TO DO: In the entries that follow, find the line containing "Arc::clone(&self.counters)"; from there, copy every line exactly through the line containing "let name = self.name.clone();".
:: SUPPLIED RECORDS
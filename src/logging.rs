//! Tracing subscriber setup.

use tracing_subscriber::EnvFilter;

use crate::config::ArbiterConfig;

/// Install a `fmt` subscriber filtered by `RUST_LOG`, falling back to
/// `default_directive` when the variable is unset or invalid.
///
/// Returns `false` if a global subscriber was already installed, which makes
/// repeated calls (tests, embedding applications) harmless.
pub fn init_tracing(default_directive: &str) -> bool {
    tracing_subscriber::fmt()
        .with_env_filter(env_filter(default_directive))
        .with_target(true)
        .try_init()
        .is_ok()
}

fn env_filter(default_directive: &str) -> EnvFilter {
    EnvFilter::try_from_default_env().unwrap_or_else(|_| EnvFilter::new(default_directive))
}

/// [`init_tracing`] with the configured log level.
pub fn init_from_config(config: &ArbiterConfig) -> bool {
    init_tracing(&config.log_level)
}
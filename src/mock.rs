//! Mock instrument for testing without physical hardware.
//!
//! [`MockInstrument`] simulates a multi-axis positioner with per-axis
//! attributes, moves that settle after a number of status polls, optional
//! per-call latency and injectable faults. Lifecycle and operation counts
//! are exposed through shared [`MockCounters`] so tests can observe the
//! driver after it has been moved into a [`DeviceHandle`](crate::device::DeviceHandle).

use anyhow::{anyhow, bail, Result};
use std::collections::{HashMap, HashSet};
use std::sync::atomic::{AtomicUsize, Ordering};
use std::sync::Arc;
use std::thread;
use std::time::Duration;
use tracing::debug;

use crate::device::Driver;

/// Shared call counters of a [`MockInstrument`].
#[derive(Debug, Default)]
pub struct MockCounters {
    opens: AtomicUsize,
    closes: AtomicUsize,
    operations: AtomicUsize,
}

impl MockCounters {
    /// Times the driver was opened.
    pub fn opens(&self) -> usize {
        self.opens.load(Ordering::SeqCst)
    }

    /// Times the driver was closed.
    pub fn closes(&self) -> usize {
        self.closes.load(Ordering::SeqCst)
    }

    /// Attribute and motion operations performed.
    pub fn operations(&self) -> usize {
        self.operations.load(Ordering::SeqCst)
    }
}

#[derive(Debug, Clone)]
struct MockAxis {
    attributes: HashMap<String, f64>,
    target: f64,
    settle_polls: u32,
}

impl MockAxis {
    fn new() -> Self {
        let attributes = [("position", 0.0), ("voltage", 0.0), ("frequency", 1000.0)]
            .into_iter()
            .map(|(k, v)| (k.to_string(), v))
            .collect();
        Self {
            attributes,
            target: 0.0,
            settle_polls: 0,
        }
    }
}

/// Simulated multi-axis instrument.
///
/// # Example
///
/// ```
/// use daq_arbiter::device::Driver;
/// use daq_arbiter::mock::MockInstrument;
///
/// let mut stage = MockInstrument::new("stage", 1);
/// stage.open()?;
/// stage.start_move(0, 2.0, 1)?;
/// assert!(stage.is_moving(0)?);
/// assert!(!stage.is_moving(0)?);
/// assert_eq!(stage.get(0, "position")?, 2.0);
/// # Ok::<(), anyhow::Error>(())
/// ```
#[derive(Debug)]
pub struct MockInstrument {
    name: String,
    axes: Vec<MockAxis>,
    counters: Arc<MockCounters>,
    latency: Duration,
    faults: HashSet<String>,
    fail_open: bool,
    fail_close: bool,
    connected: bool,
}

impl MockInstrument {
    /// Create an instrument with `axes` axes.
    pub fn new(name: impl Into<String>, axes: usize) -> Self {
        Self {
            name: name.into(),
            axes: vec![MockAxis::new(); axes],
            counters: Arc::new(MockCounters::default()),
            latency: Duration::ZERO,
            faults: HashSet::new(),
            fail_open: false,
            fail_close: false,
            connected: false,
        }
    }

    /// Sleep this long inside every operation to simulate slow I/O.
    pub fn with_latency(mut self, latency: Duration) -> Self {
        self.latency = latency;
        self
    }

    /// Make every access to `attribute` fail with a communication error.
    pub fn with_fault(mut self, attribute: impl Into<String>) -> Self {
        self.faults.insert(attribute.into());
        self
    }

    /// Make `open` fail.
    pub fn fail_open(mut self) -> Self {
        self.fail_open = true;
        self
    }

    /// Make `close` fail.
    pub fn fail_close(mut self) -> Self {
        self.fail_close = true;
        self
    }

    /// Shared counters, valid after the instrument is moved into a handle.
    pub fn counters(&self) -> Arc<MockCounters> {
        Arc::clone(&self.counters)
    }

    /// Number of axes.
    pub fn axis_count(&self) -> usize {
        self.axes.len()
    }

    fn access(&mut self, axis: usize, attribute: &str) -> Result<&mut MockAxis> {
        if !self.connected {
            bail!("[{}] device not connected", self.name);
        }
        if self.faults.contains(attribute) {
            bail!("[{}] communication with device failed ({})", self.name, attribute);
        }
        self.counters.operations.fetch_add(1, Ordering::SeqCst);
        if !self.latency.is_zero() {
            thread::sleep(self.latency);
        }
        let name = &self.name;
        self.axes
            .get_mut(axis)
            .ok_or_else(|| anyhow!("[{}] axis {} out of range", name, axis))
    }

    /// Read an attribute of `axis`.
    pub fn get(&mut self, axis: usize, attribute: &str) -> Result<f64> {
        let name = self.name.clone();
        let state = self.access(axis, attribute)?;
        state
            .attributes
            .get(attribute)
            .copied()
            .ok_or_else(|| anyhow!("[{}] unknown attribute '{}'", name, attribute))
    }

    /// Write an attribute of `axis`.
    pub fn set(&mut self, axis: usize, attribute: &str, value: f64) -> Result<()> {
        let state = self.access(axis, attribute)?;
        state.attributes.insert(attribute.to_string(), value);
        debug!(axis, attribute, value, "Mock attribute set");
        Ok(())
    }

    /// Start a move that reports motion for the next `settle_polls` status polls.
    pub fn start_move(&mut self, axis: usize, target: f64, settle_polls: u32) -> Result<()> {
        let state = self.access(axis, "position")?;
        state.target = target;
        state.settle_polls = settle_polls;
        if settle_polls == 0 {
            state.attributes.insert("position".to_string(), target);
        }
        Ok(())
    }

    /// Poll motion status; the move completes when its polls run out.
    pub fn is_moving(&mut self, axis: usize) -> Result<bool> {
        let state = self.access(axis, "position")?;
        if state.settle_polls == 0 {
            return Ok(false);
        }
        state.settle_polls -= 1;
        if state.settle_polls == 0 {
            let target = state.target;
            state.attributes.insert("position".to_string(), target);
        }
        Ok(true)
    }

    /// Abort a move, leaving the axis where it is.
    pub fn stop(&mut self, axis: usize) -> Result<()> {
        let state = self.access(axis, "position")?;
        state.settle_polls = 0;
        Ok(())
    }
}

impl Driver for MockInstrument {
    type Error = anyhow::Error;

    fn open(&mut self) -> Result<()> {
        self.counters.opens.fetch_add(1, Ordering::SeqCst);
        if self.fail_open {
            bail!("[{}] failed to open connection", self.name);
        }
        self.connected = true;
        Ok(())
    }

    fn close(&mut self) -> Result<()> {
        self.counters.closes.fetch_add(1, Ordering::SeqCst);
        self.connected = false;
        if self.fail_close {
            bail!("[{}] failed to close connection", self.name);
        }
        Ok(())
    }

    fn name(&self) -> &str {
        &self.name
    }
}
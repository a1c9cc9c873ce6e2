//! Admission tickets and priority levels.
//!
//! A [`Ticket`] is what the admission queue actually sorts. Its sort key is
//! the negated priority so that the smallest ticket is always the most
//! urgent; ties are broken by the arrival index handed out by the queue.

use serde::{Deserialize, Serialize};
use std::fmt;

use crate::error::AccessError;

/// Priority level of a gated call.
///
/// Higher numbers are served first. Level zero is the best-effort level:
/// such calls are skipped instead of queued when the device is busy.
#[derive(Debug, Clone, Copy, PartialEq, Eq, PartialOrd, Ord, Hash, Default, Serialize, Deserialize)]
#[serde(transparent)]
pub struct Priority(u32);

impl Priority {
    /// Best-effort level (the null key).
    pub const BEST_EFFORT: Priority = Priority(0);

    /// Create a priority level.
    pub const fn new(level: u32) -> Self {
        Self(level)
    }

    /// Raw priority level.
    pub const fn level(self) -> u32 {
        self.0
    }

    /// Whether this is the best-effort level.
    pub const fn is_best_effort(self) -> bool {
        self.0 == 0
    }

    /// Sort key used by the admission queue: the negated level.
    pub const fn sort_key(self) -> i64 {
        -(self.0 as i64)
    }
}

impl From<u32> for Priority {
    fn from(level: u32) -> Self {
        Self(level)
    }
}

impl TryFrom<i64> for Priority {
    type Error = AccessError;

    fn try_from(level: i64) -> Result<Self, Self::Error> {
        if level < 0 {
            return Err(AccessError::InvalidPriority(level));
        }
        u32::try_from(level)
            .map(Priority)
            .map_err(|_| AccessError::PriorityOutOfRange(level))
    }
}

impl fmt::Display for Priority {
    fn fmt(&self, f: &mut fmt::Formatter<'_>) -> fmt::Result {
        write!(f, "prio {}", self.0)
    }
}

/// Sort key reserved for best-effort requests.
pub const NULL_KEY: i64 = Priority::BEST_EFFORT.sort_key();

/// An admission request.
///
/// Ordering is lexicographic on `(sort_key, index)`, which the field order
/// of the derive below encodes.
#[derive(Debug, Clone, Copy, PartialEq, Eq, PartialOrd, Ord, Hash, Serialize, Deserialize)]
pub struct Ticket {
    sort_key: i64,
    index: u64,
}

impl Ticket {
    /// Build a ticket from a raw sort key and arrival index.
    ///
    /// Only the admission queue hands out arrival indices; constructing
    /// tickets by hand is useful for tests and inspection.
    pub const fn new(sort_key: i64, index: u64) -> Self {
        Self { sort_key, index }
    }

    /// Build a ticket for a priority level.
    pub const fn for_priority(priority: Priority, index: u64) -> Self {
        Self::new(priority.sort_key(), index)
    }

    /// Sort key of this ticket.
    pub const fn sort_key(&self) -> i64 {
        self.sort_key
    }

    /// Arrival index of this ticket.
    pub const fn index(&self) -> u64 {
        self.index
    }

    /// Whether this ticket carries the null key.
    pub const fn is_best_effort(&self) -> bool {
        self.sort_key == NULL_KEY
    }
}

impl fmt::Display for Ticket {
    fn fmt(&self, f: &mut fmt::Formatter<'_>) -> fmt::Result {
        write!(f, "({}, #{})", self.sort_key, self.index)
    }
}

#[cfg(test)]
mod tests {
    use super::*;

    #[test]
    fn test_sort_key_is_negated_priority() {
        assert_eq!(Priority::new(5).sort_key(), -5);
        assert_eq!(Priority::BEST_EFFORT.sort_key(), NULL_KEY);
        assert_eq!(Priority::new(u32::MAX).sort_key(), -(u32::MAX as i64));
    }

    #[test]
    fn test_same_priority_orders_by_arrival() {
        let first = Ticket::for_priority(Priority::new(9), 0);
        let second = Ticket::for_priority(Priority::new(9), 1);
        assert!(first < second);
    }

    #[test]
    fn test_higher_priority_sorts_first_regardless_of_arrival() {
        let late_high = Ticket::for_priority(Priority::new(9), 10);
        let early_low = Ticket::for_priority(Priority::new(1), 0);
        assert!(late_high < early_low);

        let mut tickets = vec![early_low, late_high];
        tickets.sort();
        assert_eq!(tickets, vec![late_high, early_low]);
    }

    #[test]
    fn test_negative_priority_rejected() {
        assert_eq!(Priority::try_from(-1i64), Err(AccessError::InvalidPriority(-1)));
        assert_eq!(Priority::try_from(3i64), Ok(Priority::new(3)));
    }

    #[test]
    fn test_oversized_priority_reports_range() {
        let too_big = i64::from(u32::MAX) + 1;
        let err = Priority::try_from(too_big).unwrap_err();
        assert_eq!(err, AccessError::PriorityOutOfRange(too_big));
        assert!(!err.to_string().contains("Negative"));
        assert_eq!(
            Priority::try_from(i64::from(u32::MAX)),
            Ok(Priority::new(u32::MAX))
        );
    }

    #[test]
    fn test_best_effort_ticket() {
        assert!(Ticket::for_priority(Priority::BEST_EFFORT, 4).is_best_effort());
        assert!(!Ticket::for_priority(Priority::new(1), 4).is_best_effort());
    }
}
::::
EXERCISE RESPONSE:
        Arc::clone(&self.counters)
    }

    /// Number of axes.
    pub fn axis_count(&self) -> usize {
        self.axes.len()
    }

    fn access(&mut self, axis: usize, attribute: &str) -> Result<&mut MockAxis> {
        if !self.connected {
            bail!("[{}] device not connected", self.name);
        }
        if self.faults.contains(attribute) {
            bail!("[{}] communication with device failed ({})", self.name, attribute);
        }
        self.counters.operations.fetch_add(1, Ordering::SeqCst);
        if !self.latency.is_zero() {
            thread::sleep(self.latency);
        }
        let name = &self.name;
        self.axes
            .get_mut(axis)
            .ok_or_else(|| anyhow!("[{}] axis {} out of range", name, axis))
    }

    /// Read an attribute of `axis`.
    pub fn get(&mut self, axis: usize, attribute: &str) -> Result<f64> {
        let name = self.name.clone();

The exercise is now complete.